* **Saved entries**
━━━━━━━━━━━━━━━━━━━━━━━━━━━━━━

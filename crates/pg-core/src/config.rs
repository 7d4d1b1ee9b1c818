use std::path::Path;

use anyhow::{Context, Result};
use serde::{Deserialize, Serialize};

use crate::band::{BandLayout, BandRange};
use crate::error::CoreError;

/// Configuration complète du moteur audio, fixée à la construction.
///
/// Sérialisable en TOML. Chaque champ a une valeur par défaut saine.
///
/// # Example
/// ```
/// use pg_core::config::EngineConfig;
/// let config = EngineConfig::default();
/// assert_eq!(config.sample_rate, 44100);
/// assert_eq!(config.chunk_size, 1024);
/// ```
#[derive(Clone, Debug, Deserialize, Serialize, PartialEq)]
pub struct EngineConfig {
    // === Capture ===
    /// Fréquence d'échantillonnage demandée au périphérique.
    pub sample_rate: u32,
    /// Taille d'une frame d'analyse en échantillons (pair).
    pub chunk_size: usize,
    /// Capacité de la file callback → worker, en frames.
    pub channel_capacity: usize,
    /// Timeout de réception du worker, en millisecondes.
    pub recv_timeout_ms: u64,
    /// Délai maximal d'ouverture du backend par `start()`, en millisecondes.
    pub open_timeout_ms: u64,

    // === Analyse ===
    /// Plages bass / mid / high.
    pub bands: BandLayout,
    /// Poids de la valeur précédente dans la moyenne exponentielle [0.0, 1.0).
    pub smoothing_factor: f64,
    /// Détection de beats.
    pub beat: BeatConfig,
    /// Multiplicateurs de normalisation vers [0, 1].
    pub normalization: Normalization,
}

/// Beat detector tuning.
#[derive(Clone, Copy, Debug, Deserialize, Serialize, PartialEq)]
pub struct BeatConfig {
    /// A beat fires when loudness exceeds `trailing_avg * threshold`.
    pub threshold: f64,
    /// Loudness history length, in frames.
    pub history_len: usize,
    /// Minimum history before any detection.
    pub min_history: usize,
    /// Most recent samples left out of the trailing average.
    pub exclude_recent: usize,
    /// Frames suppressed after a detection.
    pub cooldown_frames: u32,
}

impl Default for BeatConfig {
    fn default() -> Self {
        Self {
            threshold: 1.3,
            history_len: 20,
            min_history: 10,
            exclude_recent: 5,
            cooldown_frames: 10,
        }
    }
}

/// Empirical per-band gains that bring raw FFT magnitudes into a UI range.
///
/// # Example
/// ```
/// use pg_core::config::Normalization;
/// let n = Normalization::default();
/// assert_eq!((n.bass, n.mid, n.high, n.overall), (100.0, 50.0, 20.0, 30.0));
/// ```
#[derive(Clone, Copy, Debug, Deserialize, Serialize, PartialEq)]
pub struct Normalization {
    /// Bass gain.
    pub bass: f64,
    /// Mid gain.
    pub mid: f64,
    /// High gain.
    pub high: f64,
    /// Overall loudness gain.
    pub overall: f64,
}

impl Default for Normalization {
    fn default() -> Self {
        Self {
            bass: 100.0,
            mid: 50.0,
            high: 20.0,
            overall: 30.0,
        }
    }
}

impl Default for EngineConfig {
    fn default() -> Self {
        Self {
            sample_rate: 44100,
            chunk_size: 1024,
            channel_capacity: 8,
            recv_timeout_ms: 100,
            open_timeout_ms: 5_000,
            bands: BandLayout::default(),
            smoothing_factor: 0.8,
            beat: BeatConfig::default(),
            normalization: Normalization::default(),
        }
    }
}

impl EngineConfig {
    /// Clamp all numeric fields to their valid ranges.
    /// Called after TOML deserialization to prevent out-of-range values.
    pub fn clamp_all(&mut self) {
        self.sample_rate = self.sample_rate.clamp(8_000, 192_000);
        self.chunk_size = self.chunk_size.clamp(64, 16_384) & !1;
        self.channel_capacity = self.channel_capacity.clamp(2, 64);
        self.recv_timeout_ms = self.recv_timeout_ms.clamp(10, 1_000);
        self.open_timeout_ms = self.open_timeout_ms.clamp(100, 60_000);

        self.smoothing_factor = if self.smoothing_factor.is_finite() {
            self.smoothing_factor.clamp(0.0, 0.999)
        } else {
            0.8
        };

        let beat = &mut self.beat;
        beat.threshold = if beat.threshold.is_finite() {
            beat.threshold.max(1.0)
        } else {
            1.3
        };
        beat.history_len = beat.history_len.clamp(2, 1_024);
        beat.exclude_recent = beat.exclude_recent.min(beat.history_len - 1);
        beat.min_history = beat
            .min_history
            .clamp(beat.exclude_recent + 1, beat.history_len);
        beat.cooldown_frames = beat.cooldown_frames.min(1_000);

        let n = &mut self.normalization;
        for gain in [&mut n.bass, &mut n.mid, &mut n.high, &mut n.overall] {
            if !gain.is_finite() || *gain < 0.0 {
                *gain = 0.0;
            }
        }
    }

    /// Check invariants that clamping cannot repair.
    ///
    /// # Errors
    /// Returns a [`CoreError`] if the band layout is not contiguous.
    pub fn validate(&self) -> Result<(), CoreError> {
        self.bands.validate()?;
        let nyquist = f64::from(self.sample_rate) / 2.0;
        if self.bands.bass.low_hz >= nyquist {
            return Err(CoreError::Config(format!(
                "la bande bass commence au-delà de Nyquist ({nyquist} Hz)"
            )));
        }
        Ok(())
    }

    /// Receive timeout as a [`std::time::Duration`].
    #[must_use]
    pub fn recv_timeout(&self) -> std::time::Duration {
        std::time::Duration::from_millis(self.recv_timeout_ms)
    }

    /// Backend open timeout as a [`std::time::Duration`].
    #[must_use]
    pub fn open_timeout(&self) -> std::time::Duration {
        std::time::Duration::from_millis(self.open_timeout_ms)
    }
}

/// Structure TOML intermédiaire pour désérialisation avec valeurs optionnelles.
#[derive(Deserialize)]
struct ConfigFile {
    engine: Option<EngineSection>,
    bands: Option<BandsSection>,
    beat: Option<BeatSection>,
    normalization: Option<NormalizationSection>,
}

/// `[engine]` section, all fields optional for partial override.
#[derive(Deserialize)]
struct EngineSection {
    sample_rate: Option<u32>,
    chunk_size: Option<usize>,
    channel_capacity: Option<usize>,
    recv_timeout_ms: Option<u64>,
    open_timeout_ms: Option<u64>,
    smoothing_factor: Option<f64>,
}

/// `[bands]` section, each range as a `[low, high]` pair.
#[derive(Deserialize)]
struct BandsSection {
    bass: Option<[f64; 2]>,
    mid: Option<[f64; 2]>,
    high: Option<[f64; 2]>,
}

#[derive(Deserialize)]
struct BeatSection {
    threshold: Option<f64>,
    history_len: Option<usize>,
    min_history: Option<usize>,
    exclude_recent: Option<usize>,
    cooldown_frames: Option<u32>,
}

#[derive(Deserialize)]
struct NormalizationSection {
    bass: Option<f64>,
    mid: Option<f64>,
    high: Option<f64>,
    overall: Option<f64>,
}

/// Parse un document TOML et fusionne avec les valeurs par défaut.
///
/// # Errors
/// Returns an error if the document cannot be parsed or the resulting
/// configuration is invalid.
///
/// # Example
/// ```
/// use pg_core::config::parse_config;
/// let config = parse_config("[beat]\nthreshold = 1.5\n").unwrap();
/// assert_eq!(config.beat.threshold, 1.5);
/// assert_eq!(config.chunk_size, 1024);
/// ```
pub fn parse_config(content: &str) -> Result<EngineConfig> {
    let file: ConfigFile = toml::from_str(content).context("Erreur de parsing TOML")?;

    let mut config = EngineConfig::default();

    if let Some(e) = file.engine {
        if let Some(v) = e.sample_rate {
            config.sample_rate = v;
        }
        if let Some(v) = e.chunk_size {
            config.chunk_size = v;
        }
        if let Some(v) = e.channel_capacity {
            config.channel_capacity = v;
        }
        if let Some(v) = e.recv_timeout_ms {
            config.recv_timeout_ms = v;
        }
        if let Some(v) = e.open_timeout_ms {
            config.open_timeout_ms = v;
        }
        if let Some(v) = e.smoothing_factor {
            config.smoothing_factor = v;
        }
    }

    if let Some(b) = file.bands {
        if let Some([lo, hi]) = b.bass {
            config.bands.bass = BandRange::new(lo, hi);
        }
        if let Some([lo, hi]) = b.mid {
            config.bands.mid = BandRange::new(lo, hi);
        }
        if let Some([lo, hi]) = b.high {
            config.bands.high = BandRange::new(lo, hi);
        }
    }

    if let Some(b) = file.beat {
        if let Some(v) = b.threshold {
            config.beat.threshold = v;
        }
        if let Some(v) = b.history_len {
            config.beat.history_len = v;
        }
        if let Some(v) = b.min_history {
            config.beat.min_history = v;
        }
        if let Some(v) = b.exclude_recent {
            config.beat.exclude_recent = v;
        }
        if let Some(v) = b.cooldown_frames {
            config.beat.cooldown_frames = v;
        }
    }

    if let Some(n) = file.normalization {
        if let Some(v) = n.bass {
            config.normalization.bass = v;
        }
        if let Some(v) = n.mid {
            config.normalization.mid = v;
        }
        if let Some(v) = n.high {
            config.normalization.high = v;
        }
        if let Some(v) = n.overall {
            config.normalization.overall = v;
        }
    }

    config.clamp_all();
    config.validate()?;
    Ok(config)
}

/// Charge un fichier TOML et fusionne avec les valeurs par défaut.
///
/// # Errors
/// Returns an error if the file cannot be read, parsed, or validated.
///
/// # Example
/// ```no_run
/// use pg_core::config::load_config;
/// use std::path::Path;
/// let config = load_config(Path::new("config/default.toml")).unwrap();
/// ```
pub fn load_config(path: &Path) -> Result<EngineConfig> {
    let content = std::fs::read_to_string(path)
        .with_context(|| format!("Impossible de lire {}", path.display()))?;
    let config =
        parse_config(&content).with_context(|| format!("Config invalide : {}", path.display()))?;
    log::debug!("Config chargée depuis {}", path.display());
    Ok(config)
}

━━━━━━━━━━━━━━━━━━━━━━━━━━━━━━

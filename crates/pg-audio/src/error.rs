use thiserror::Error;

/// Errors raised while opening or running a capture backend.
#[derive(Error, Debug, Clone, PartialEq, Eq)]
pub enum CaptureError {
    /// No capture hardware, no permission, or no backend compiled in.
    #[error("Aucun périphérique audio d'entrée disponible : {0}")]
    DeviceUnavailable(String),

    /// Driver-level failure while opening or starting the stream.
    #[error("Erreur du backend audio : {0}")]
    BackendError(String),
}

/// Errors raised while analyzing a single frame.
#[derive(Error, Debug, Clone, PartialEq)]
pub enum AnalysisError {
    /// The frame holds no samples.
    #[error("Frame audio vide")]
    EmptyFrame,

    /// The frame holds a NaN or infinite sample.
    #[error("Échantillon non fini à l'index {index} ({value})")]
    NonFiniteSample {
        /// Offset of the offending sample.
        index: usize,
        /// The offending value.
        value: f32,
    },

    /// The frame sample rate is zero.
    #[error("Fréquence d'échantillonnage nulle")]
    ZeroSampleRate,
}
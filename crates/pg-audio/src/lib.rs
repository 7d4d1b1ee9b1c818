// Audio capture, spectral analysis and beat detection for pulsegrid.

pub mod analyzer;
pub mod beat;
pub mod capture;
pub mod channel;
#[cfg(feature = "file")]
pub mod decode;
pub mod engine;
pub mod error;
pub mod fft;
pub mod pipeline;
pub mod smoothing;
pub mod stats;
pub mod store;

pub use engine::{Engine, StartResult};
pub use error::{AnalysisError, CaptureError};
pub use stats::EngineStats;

━━━━━━━━━━━━━━━━━━━━━━━━━━━━━━

* **Task instructions**
Output the lines above between the one holding "self.sample_rate = self.sample_rate.clamp(8_000, 192_000);" and the one holding "self.smoothing_factor = if", inclusive, with nothing before or after them.

* **Response to this task**
        self.sample_rate = self.sample_rate.clamp(8_000, 192_000);
        self.chunk_size = self.chunk_size.clamp(64, 16_384) & !1;
        self.channel_capacity = self.channel_capacity.clamp(2, 64);
        self.recv_timeout_ms = self.recv_timeout_ms.clamp(10, 1_000);
        self.open_timeout_ms = self.open_timeout_ms.clamp(100, 60_000);

        self.smoothing_factor = if self.smoothing_factor.is_finite() {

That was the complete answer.